I applaud you if you write a diary or start to write an autobiography. But you can also start by adding your personal views, your emotional narrative, to your photo captions and stories. Please do so, as future generations will love to know more about who you really are.
There are my personal views about this photo. My parents divorced when I was young and I was brought up by my grandparents, as my mother returned to Italy. I saw my mother about once every two years. This time she visited me at my grandparents’ home, and took this photo. Emotions were tense, since my grandmother disapproved of my mother and “her wild foreign ways”, and I felt my loyalty to both was being tested. My mother wanted to take a photo of me in the new top she had bought me. At the time I felt fat and ugly, as many teenagers do, and really, really did not want my photo taken. As a teenager I also did not think of my mother’s feelings, or how she may have wanted a photo of me, to keep when we were apart. Of course, nearly fifty years later, I can’t tell my mother I understand, because she died 14 years ago, but I can see that I looked better than I thought at the time, and I am glad to have the photo. Perhaps when my daughter grows up she will also like the photo, and learn a little more about me because I told this story.

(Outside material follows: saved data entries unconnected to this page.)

//! Engine facade: a current position plus the search state that persists between moves.

use crate::board::{
    best_move_for, Board, FenError, Move, MoveParseError, SearchInfoCallback, SearchState, DEFAULT_TT_MB,
};

/// Owns the game position and the search tables.
///
/// # Example
/// ```
/// use chess_search::Engine;
///
/// let mut engine = Engine::new(1);
/// engine.play("e2e4").unwrap();
/// engine.play("e7e5").unwrap();
/// assert!(engine.best_move(50).is_some());
/// ```
pub struct Engine {
    board: Board,
    search_state: SearchState,
}

impl Default for Engine {
    fn default() -> Self {
        Engine::new(DEFAULT_TT_MB)
    }
}

impl Engine {
    /// Create an engine at the starting position with a `tt_mb` megabyte transposition table.
    #[must_use]
    pub fn new(tt_mb: usize) -> Self {
        crate::init();
        Engine {
            board: Board::new(),
            search_state: SearchState::new(tt_mb),
        }
    }

    #[must_use]
    pub fn board(&self) -> &Board {
        &self.board
    }

    /// Replace the current position. The position is left unchanged on error.
    pub fn set_position(&mut self, fen: &str) -> Result<(), FenError> {
        self.board = Board::try_from_fen(fen)?;
        Ok(())
    }

    /// Back to the starting position with an empty transposition table.
    pub fn new_game(&mut self) {
        self.board = Board::new();
        self.search_state.tables.tt.clear();
        self.search_state.new_search();
    }

    /// Apply a move given in coordinate notation (`e2e4`, `e7e8q`) if it is legal here.
    pub fn play(&mut self, text: &str) -> Result<Move, MoveParseError> {
        let mv = self.board.parse_move(text)?;
        self.board = self.board.apply_move(mv);
        log::debug!("played {mv}");
        Ok(mv)
    }

    /// Best move for the current position within `time_budget_ms`; `None` when the game is over.
    pub fn best_move(&mut self, time_budget_ms: u64) -> Option<Move> {
        best_move_for(&self.board, &mut self.search_state, time_budget_ms)
    }

    #[must_use]
    pub fn nodes_searched(&self) -> u64 {
        self.search_state.nodes_searched()
    }

    #[must_use]
    pub fn principal_variation(&self) -> &[Move] {
        self.search_state.principal_variation()
    }

    pub fn set_info_callback(&mut self, callback: Option<SearchInfoCallback>) {
        self.search_state.set_info_callback(callback);
    }

    pub fn search_state_mut(&mut self) -> &mut SearchState {
        &mut self.search_state
    }
}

What an amazing story! The pine-paneled room is beautiful. So warm and comfortable looking. Barbara lived through so much and I understand the loss of any documentation of her life. Such hardship. When no diary or other notes are left, what we learn the most about are the hard times: the deaths, illnesses, and tragedies. Thank you for sharing this story.
Last night I went to see a talk by Latipa, a Filipinx artist who spoke about her experience of trying to find old photos of her home town. Due to colonization etc she learned that the only photos were in DC at a colonial archive, so they were represented only through the lens of the Philippines as property of the United States. She shared about that experience and about her reworking of that narrative. She has an exhibit here right now in which those images and her own family images are displayed alongside a narrative that she wrote through imagined letters between her great grandmother and her great granddaughter. There's more to it than that but it highlighted how we don't know those histories but they do live within us and so in a sense we can know them, or at least imagine them. Her work is in "ancestral futurism" which refers to working with collective memory. It's interesting stuff.